VAL L I AP PA L AK S H M AN A N
L AK S H M AN @ O U . E D U
METR 5970
Automated Analysis of Spatial
Grids
What’s this course about?
Provides a foundation in topics of digital image processing and data
mining as applied to geospatial datasets
Devise and implement automated techniques to extract information
from spatial grids
Example grids that we’ll use in this course:
Population density grid
Objectively analyzed precipitation grid
Satellite infrared (11-micron) channel
Ground-based radar reflectivity image
Reanalysis data (AI 2014 competition)
http://ai.metr.ou.edu/contest/
Hours
3 credit hours per week = 120 min
Class meets Tues and Thurs 3.15pm to 4.30pm (w/5 min break)
NWC 5820
Office hours at NWC 4457 on Fridays 3pm-5pm
Feel free to drop in to my office on other afternoons
Or make an appointment via email
Textbook and slides
You can download the PDF free
Make sure you are on OU (or other university) network
www.springer.com/engineering/signals/book/978-94-007-4074-7
Can also order paper copy for $25
Have to be on OU network
The textbook is targeted toward practitioners
Does not get into much of the theory
For our graduate-level course, we will supplement it with journal papers
All my slides will be placed online by the time the class starts:
http://cimms.ou.edu/~lakshman/
Supplementary Material
You will be expected to look up any necessary information in academic
journals and in readily available sources such as maps. Most papers
can be obtained free from the journal websites if you are on an OU
network.
Majority of your learning will happen through reading, programming and
experimentation. Class work and homework are meant to get you
thinking and are an integral part of this course.
Office hours are exclusively for discussion of ideas/concepts. Do not
bring code that needs to be debugged.
Grading policy
Undergraduate students: course grade will be based on five lab
assignments (80%) and an exam (20%).
Graduate students: course grade will be based on six lab assignments
(60%), an exam (20%) and a term project (20%).
Letter grades are based on absolute points and will not be curved: A
(>= 90%), B (>= 80%), C (>= 70%), D (>= 60%), F (< 60%).
Each lab assignment and term project is graded on a scale of 10
points. Late submissions are subject to a penalty of 2 points off per day.
No credits will be given for assignments or projects that are late for
more than 5 days, unless granted prior permissions.
Exams and Reports
The exam will cover concepts covered in the class; the exact format of the exam (multiple-choice/short-answer/computer-project etc.) is subject to change.
The topic of the term project (graduate students only) will be chosen by the student and approved by the instructor; the term project sometime after the mid-point of the semester.
You will have to present your work as a 12-minute talk
All work should be submitted digitally (learn.ou.edu).
Reports should follow the format of conference papers of either the American Meteorological Society (AMS) or the IEEE and be in PDF (Microsoft Word, Powerpoint, etc. are not acceptable).
Extra credit homework
I’ll assign more than six homework assignments
I will take the best 5/6 to compute your homework grade
i.e. “extra-credit” homeworks can be used to replace/make-up any
mandatory homework
I strongly recommend that you do them all, as this is the best way to
learn the subject
Graduate students can also use extra-credit homework as the starting
point for your term projects
Have to talk to me first to make sure scope is reasonable
Undergraduates can do a term project for makeup/extra credit
Classes have a heavy hands-on component
You can use the meteorology computer lab or your laptop
If you need specific software in the computer lab, let me know
My examples will use Eclipse and Java
The textbook comes with example code; you can use it as a guide,
but you should attempt to implement it yourself
Alternate software (IDL, Python, Matlab, C++, etc.) and hardware
(your own laptop) are allowed: pick a tool/language that supports
arrays, data structures, display capability
Bring your laptop to class if you are using it
If the homework task (e.g. map projection, object identification,
smoothing, etc.) is a built-in library function, you should not use that
library function; instead, you should implement it yourself Did I mention that I will not help you debug your code?
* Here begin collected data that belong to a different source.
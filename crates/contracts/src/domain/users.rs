use serde::{Deserialize, Serialize};

use crate::domain::common::Record;

/// User account with a role assignment, linked to a staff record.
#[derive(Debug, Clone, PartialEq, Serialize, Deserialize)]
#[serde(rename_all = "camelCase")]
pub struct User {
    #[serde(rename = "_id")]
    pub id: String,
    /// Identifier of the linked staff record.
    #[serde(default)]
    pub staff: String,
    pub username: String,
    /// Only sent when set by a create/edit form; never echoed back in lists.
    #[serde(default, skip_serializing_if = "String::is_empty")]
    pub password: String,
    pub role: String,
    #[serde(default)]
    pub is_active: bool,
    #[serde(default, skip_serializing_if = "Option::is_none")]
    pub created_at: Option<String>,
    #[serde(default, skip_serializing_if = "Option::is_none")]
    pub updated_at: Option<String>,
}

#[derive(Debug, Clone, PartialEq, Serialize, Deserialize)]
#[serde(rename_all = "camelCase")]
pub struct UserDraft {
    #[serde(default)]
    pub staff: String,
    pub username: String,
    #[serde(default)]
    pub password: String,
    pub role: String,
    pub is_active: bool,
}

impl Default for UserDraft {
    fn default() -> Self {
        Self {
            staff: String::new(),
            username: String::new(),
            password: String::new(),
            role: String::new(),
            is_active: true,
        }
    }
}

impl User {
    pub fn to_draft(&self) -> UserDraft {
        UserDraft {
            staff: self.staff.clone(),
            username: self.username.clone(),
            password: self.password.clone(),
            role: self.role.clone(),
            is_active: self.is_active,
        }
    }

    pub fn apply_draft(&self, draft: UserDraft, updated_at: String) -> User {
        User {
            id: self.id.clone(),
            staff: draft.staff,
            username: draft.username,
            password: draft.password,
            role: draft.role,
            is_active: draft.is_active,
            created_at: self.created_at.clone(),
            updated_at: Some(updated_at),
        }
    }
}

impl Record for User {
    fn id(&self) -> &str {
        &self.id
    }
}

/// Assignable role, managed server-side.
#[derive(Debug, Clone, PartialEq, Serialize, Deserialize)]
#[serde(rename_all = "camelCase")]
pub struct UserRole {
    #[serde(rename = "_id")]
    pub id: String,
    pub name: String,
}

#[cfg(test)]
mod tests {
    use super::*;

    #[test]
    fn test_blank_password_not_serialized() {
        let user: User = serde_json::from_str(
            r#"{"_id":"u1","staff":"s1","username":"nimal","role":"Admin","isActive":true}"#,
        )
        .unwrap();
        let value = serde_json::to_value(&user).unwrap();
        assert!(value.get("password").is_none());
        assert_eq!(value["isActive"], true);
    }
}
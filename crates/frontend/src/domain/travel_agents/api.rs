//! REST client for travel agent records.

use contracts::domain::contacts::{TravelAgent, TravelAgentDraft};

use crate::shared::api::{self, ApiError};

pub async fn fetch_travel_agents() -> Result<Vec<TravelAgent>, ApiError> {
    api::get_json("/travel-agents/find-all").await
}

pub async fn create_travel_agent(draft: &TravelAgentDraft) -> Result<TravelAgent, ApiError> {
    api::post_json("/travel-agents/create", draft).await
}

pub async fn update_travel_agent(agent: &TravelAgent) -> Result<(), ApiError> {
    api::put_json(&format!("/travel-agents/update/{}", agent.id), agent).await
}

pub async fn delete_travel_agents(ids: &[String]) -> Result<(), ApiError> {
    api::delete_all(ids.iter().map(|id| format!("/travel-agents/delete/{}", id))).await
}
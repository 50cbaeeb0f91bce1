//! REST client for staff records.

use contracts::domain::staff::{Staff, StaffDraft};

use crate::shared::api::{self, ApiError};

pub async fn fetch_staff() -> Result<Vec<Staff>, ApiError> {
    api::get_json("/staff/find-all").await
}

pub async fn create_staff(draft: &StaffDraft) -> Result<Staff, ApiError> {
    api::post_json("/staff/create", draft).await
}

pub async fn update_staff(staff: &Staff) -> Result<(), ApiError> {
    api::put_json(&format!("/staff/update/{}", staff.id), staff).await
}

pub async fn delete_staff(ids: &[String]) -> Result<(), ApiError> {
    api::delete_all(ids.iter().map(|id| format!("/staff/delete/{}", id))).await
}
Organize assignments so that you have intermediate outputs. You will not receive any credit for partial code, only for partial outputs.
Integrity
Each student in this course is expected to abide by Academic Integrity
You are encouraged to study together and to discuss information and
concepts covered in lecture and the sections with other students. You
can give "consulting" help to or receive "consulting" help from such
students on lab assignments or activities.
However, this permissible cooperation should never involve one
student having possession of a copy of all or part of work done by
someone else.
Accommodations
Any student in this course who has a disability that may prevent him or
her from fully demonstrating his or her abilities should contact the
instructor personally as soon as possible so accommodations can be
made to ensure full participation and facilitate your educational
opportunities.
It is the policy of the University to excuse absences of students that
result from religious observations and to provide without penalty for the
rescheduling of examinations and additional required class work that
may fall on religious holidays.
Why Geography?
Geography a very good way to tie together disparate data sets
Suppose you have two datasets:
Location of fire hydrants
Population density
How would you answer:
Are there clusters of population too far away from a fire hydrant?
Is a fire hydrant required to support too many people?
Answers to both questions rely on the two data sets being tied together
by location
GIS
Geographic Information Systems (GIS) is the term for software that
allows one to tie together geographical data sets so as to carry out
spatial analyses.
Database capable of storing data that describes places on earth
Operation that makes use of geographic coordinates
What is a spatial operation?
What spatial operations are required for hydrant example?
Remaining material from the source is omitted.